AI Learns To Drive Trackmania

Machine learning has long been a topic of interest for humanity, but only in recent years have we had broad access to great computing power to enable to the average person to dive in. [Yosh] recently decided to put an AI to work learning how to race in Trackmania.

After early experiments with supervised learning, [Yosh] decided to implement a genetic algorithm to produce an AI to drive in the game. The AI takes distance from the track walls as an input, and has steering and accelerator values as an output. Starting with 100 AIs in generation 1, [Yosh] iterated by choosing the AIs that covered the longest distance in 13 seconds. Once the AIs started to get the hang of the first few corners, he changed the training to instead prioritize the lowest time taken to traverse each of the checkpoints along the track.

The AI improved over time, and over 100 generations, got down to a 23.48s time on the test track, versus 19.63s for [Trabadia], a talented human. We’d love to see how much better the AI could do with more training. [Yosh] is trying more experiments, like providing extra feedback in the AI fitness function to keep it from hitting the walls. It’s not the first time we’ve seen a genetic algorithm used to train a racing AI, either. Video after the break.

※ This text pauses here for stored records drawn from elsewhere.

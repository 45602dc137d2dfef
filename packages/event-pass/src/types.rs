//! Records exchanged with the identity, event and pass services.

use serde::{Deserialize, Serialize};
use serde_json::{Map, Value};
use std::fmt;

/// Opaque event identifier, usually taken from a route parameter.
#[derive(Debug, Clone, PartialEq, Eq, Hash, Serialize, Deserialize)]
#[serde(transparent)]
pub struct EventId(String);

impl EventId {
    /// Wrap a raw identifier. Returns `None` for a missing or empty value,
    /// which the resolver treats as "no identifier".
    pub fn parse(raw: Option<&str>) -> Option<Self> {
        match raw {
            Some(id) if !id.is_empty() => Some(Self(id.to_string())),
            _ => None,
        }
    }

    pub fn as_str(&self) -> &str {
        &self.0
    }
}

impl fmt::Display for EventId {
    fn fmt(&self, f: &mut fmt::Formatter<'_>) -> fmt::Result {
        f.write_str(&self.0)
    }
}

impl AsRef<str> for EventId {
    fn as_ref(&self) -> &str {
        &self.0
    }
}

/// The signed-in viewer.
#[derive(Debug, Clone, PartialEq, Serialize, Deserialize)]
#[serde(rename_all = "camelCase")]
pub struct Identity {
    #[serde(default)]
    pub identity_provider: String,
    pub user_id: String,
    /// Display name shown next to the pass
    #[serde(default)]
    pub user_details: String,
    #[serde(default)]
    pub user_roles: Vec<String>,
}

impl Identity {
    pub fn new(user_id: impl Into<String>, user_details: impl Into<String>) -> Self {
        Self {
            identity_provider: String::new(),
            user_id: user_id.into(),
            user_details: user_details.into(),
            user_roles: Vec::new(),
        }
    }
}

/// Envelope returned by the auth endpoint.
#[derive(Debug, Clone, Deserialize)]
#[serde(rename_all = "camelCase")]
pub struct AuthResponse {
    pub client_principal: Option<Identity>,
}

/// An event as returned by the event service.
#[derive(Debug, Clone, PartialEq, Serialize, Deserialize)]
pub struct EventRecord {
    pub id: String,
    pub name: String,
    /// Remaining fields, kept as-is for the rendering layer
    #[serde(flatten)]
    pub metadata: Map<String, Value>,
}

impl EventRecord {
    pub fn new(id: impl Into<String>, name: impl Into<String>) -> Self {
        Self {
            id: id.into(),
            name: name.into(),
            metadata: Map::new(),
        }
    }
}

/// An access pass owned by the viewer.
#[derive(Debug, Clone, PartialEq, Serialize, Deserialize)]
pub struct PassRecord {
    pub id: String,
    #[serde(flatten)]
    pub metadata: Map<String, Value>,
}

impl PassRecord {
    pub fn new(id: impl Into<String>) -> Self {
        Self {
            id: id.into(),
            metadata: Map::new(),
        }
    }
}

/// Envelope returned by the pass endpoint. A `null` pass means the viewer
/// has none yet.
#[derive(Debug, Clone, Deserialize)]
pub struct PassResponse {
    pub pass: Option<PassRecord>,
}

#[cfg(test)]
mod tests {
    use super::*;

    #[test]
    fn test_event_id_rejects_missing_and_empty() {
        assert_eq!(EventId::parse(None), None);
        assert_eq!(EventId::parse(Some("")), None);
        assert_eq!(EventId::parse(Some("evt-1")).unwrap().as_str(), "evt-1");
    }

    #[test]
    fn test_auth_response_with_null_principal() {
        let body: AuthResponse = serde_json::from_str(r#"{"clientPrincipal":null}"#).unwrap();
        assert!(body.client_principal.is_none());
    }

    #[test]
    fn test_auth_response_with_principal() {
        let body: AuthResponse = serde_json::from_str(
            r#"{"clientPrincipal":{"identityProvider":"github","userId":"u1","userDetails":"octocat","userRoles":["anonymous","authenticated"]}}"#,
        )
        .unwrap();
        let identity = body.client_principal.unwrap();
        assert_eq!(identity.user_details, "octocat");
        assert_eq!(identity.user_roles.len(), 2);
    }

    #[test]
    fn test_event_record_keeps_extra_fields() {
        let event: EventRecord =
            serde_json::from_str(r#"{"id":"evt-1","name":"Launch","venue":"Hall A"}"#).unwrap();
        assert_eq!(event.name, "Launch");
        assert_eq!(event.metadata["venue"], "Hall A");
    }

    #[test]
    fn test_pass_response_null_pass() {
        let body: PassResponse = serde_json::from_str(r#"{"pass":null}"#).unwrap();
        assert!(body.pass.is_none());
    }
}
//! Access-state resolution for the event pass screen
//!
//! Given an event identifier, the [`AccessStateResolver`] looks up the
//! viewer, the event and the viewer's pass, and settles on exactly one
//! [`ViewState`] for the rendering layer.
//!
//! # Example
//!
//! ```rust,ignore
//! use std::sync::Arc;
//! use event_pass::{AccessStateResolver, ApiClient, Config, ResolverDeps};
//! use event_pass::console::{LoggingNavigator, StderrNotifier};
//!
//! let config = Config::from_env()?;
//! let api = Arc::new(ApiClient::from_config(&config)?);
//!
//! let resolver = AccessStateResolver::new(ResolverDeps {
//!     identity: api.clone(),
//!     events: api.clone(),
//!     passes: api,
//!     notifier: Arc::new(StderrNotifier),
//!     navigator: Arc::new(LoggingNavigator),
//! });
//!
//! let view = resolver.resolve(Some("evt-1")).await;
//! ```

pub mod client;
pub mod config;
pub mod console;
pub mod error;
pub mod resolver;
pub mod testing;
pub mod traits;
pub mod types;
pub mod view_state;

pub use client::ApiClient;
pub use config::Config;
pub use error::{ClientError, FetchError, FetchResult};
pub use resolver::{AccessStateResolver, ResolverDeps, DEFAULT_ROUTE};
pub use traits::{
    BaseEventService, BaseIdentityProvider, BaseNavigator, BaseNotifier, BasePassService,
};
pub use types::{EventId, EventRecord, Identity, PassRecord};
pub use view_state::{LoadingGuard, ViewSlot, ViewState};
// Collaborator traits for dependency injection
//
// The resolver only talks to the outside world through these. Lookup
// services return classified failures; UI side effects are fire-and-forget.
//
// Naming convention: Base* for trait names (e.g., BaseEventService)

use async_trait::async_trait;

use crate::error::FetchResult;
use crate::types::{EventId, EventRecord, Identity, PassRecord};

// =============================================================================
// Lookup services
// =============================================================================

#[async_trait]
pub trait BaseIdentityProvider: Send + Sync {
    /// The current viewer, or `None` when anonymous. Never fails.
    async fn current_identity(&self) -> Option<Identity>;
}

#[async_trait]
pub trait BaseEventService: Send + Sync {
    /// Fetch an event. Fails with `Forbidden`, `NotFound` or `Other`.
    async fn get_event(&self, id: &EventId) -> FetchResult<EventRecord>;
}

#[async_trait]
pub trait BasePassService: Send + Sync {
    /// Fetch the viewer's pass for an event. `Ok(None)` means the viewer has
    /// no pass; `Unprocessable` means none are available.
    async fn get_pass(&self, id: &EventId) -> FetchResult<Option<PassRecord>>;
}

// =============================================================================
// UI side effects
// =============================================================================

pub trait BaseNotifier: Send + Sync {
    /// Show a message to the viewer
    fn notify(&self, message: &str);
}

pub trait BaseNavigator: Send + Sync {
    /// Request navigation to `path`. Completion is not awaited.
    fn go_to(&self, path: &str);
}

26 thoughts on “AI Learns To Drive Trackmania

        1. Around 8:30 in the video shows this best. It is learning the first half of the track and uses what it learned to drive in the new section of track that it has not seen before. So yes it is learning to drive, it is just going to do worse with unfamiliar track just like an organic neural network.

  1. I think the result would have been better if he had used the car speedometer as part of the fitness function. Keeping the value as high as possible for as long as possible could have provided valuable information. Also, only being able run the track in realtime is a serious problem. A simulation of the game (even if an absolute bare minimum) would have enabled him to run millions of generations in an equal amount of time.

    1. for me it also looks that the ai has not enough data, fastest actor is keeping in the middle of the track even in the corners, because it does not know how the track looks like in front. Ffor me it looks that it can’t distinguish between left and right turn and should get more data from the front – maybe few deg left and right from the middle beam.

  2. The simulated drivers don’t anticipate the best positioning of the car as well as the real driver. Seems like a better formula for track position and speed would help. Also, once a human runs the track the upcoming curves are known. Perhaps adding a track layout to the AI vehicles would be more fair. Good Job

    1. I don’t see much obvious anticipation at all, in the zoom out, they look like a bucket of marbles dumped down a swervy marble run. Like you’ve taught them the basics of fluid dynamics rather than how to drive.

    1. after watching the video it seems like the AI cant handle long straights correctly cause it doesn’t get data about them. it’ll go full out and hit the curb in the next corner.

    2. It will not.

      Trackmania is actually even more complex than actual racing, e.g. F1. Yes, it does lack traffic, but it’s got verticality. There are heaps of tracks out there in Trackmania which have jumps and clips incorporated in them. And some tracks are so complex that you have to know the exact layout down to the pixel, position your car in turn x one certain way to make a jump in n turns, apply brakes midair to land on a specific spot to be able to take another turn perfectly.

      No way in hell is an “AI” – which in this case isn’t more than a fluid simulation as others said – going to be able to accomplish this.

  3. seems like it would have done better by just checking two points in front of it for color.
    always accelerate and if left or right point is white turn opposite direction until it is no longer white.

  4. This is not AI, this is Machine Learning. No, they are not the same. Yes, understanding the difference between them and clearly communicating is important. Something very similar to this was done way back in 2015 with MarI/O.